The threat of imprisonment and social stereotypes deter many male survivors from speaking up, but a new movement, EnaZeda, is attempting to counter those challenges
Members of the Tunisian "EnaZeda" (me too) movement rally against sexual harassment in the capital Tunis
Members of the Tunisian "EnaZeda" [Me Too] movement rally against sexual harassment in the capital, Tunis, on 30 November, 2019 (AFP)
By in
Tunis

"I refuse to hide myself. We male survivors must open up about sexual abuse experiences," says 20-year-old student Othello Jelifi, a trailblazer in a nascent Tunisian "Me Too” movement, waiving his right to anonymity.

Tunisia's anti-harassment movement was ignited by a social media campaign named "EnaZeda", Arabic for "me too", encouraging survivors of sexual violence to speak out. 

'If life was simpler, I would be able to share all my stories and raise awareness about how sexual assault happens to young boys of all ages,'

- Tunisian male survivor of sexual assault

Last year, Jelifi was one of the first men, among a record number of women, to post about his painful experiences on the private Facebook page of the movement. The testimonies would otherwise trigger disdain, social condemnation and suffocating stereotypes about men and boys who recount them publicly, he says. 

"Once, when I complained to a teacher, he told me to not behave so 'effeminate'," he told Middle East Eye. 

"At one point in junior high school, a classmate beat me up in a toilet to force me to do what he wanted me to do," Jelifi said.

"And it didn't stop there.
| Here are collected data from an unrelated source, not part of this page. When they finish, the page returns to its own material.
/*!
 * Deferred Reclamation
 * Retires submitted blocks once their completion token expires
 */

use super::super::list::Position;
use super::super::traits::CompletionTracker;
use super::super::types::{BlockState, RefreshSummary};
use super::allocator::Release;
use super::BlockManager;
use crate::monitoring::span_operation;
use tracing::{debug, warn};

impl<T: CompletionTracker> BlockManager<T> {
    /// Reclaim every submitted block whose token has expired
    ///
    /// Expired blocks are freed, or moved back to the allocated list when
    /// pinned. Blocks of a heap pending deletion are parked on the deleted
    /// list, and the heap is released with its last one. The scan covers the
    /// whole submitted list: tokens from different sources need not expire
    /// in submission order.
    pub fn refresh(&mut self) -> RefreshSummary {
        let span = span_operation("refresh");
        let mut summary = RefreshSummary::default();

        let submitted = self.lists[BlockState::Submitted.index()].indices(&self.pool);
        for index in submitted {
            let block = self.pool.block(index);
            // Records of a heap released earlier in this pass are back in the pool
            if block.state != BlockState::Submitted {
                continue;
            }
            let expired = block
                .token
                .as_ref()
                .map_or(true, |token| self.tracker.is_expired(token));
            if !expired {
                summary.in_flight += 1;
                continue;
            }

            let (id, pending_delete, is_static) = (block.id, block.pending_delete, block.is_static);
            if pending_delete {
                match self.release(index) {
                    Ok(Release::HeapReleased) => {
                        summary.deleted += 1;
                        summary.heaps_released += 1;
                    }
                    Ok(_) => summary.deleted += 1,
                    Err(e) => warn!(block = id, error = %e, "Failed to retire deleted block"),
                }
            } else if is_static {
                match self.move_block(index, BlockState::Allocated, Position::Tail) {
                    Ok(()) => {
                        self.pool.block_mut(index).token = None;
                        summary.revalidated += 1;
                    }
                    Err(e) => warn!(block = id, error = %e, "Failed to revalidate pinned block"),
                }
            } else {
                match self.release(index) {
                    Ok(_) => summary.reclaimed += 1,
                    Err(e) => warn!(block = id, error = %e, "Failed to reclaim block"),
                }
            }
        }

        span.record_items_processed(summary.reclaimed + summary.revalidated + summary.deleted);
        span.record_result(true);
        if !summary.is_idle() {
            debug!(
                reclaimed = summary.reclaimed,
                revalidated = summary.revalidated,
                deleted = summary.deleted,
                in_flight = summary.in_flight,
                heaps_released = summary.heaps_released,
                "Refreshed submitted blocks"
            );
        }
        summary
    }
}
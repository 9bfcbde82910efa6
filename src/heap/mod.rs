/*!
 * State Heap Management
 *
 * Block allocator for GPU state heaps: a record pool, per-state block
 * lists, address-ordered heap chains and the block manager that drives
 * them.
 */

pub mod block;
pub mod config;
pub mod list;
pub mod manager;
pub mod pool;
pub mod provider;
pub mod state_heap;
pub mod tracker;
pub mod traits;
pub mod types;

pub use block::Block;
pub use config::BlockManagerConfig;
pub use list::BlockList;
pub use manager::BlockManager;
pub use pool::MemoryPool;
pub use provider::VirtualHeapProvider;
pub use state_heap::Heap;
pub use tracker::{FrameToken, FrameTracker};
pub use traits::{CompletionTracker, HeapGrant, HeapProvider};
pub use types::{
    BlockHandle, BlockManagerStats, BlockState, HeapAffinity, HeapError, HeapId, HeapPressure,
    HeapResult, ListStats, RefreshSummary, UnregisterStatus,
};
Later, a group of older and stronger schoolmates harassed me and touched my body as if it was their acquired right." 

Jelifi is also involved in the LGBTQ+ movement Mawjoudin ["We Exist"], and contributing to EnaZeda was, he said, the natural thing to do.

"Talking to people within Mawjoudin helped me to overcome my trauma. I wish others the same." 

Such openness is a rare exception, however. 

Men in Tunisia risk harsh social backlash when deciding to tell their stories of sexual abuse, and while testimonies are helping male survivors find their voices, the vast majority decide to speak anonymously.

"If life was simpler, I would be able to share all my stories and raise awareness about how sexual assault happens to young boys of all ages," one man confided to the EnaZeda private Facebook group.

"But sadly it isn't the case. I am even worried about sharing anonymously! It haunts me till this day and it makes me feel so ashamed."

Assaulted by family members 

Echoing similar feelings, a 24-year-old accountancy student who goes by 'FC' came forward to share his story in February 2020, only a few weeks after he, for the first time in his life, met someone he trusted. 

"A fellow student encouraged me to share my story on EnaZeda," FC told MEE. 

"My story is complex. I have never heard of a similar case. I know of cases from a cousin or other family members, but with your own brother? Maybe that's what confuses me the most."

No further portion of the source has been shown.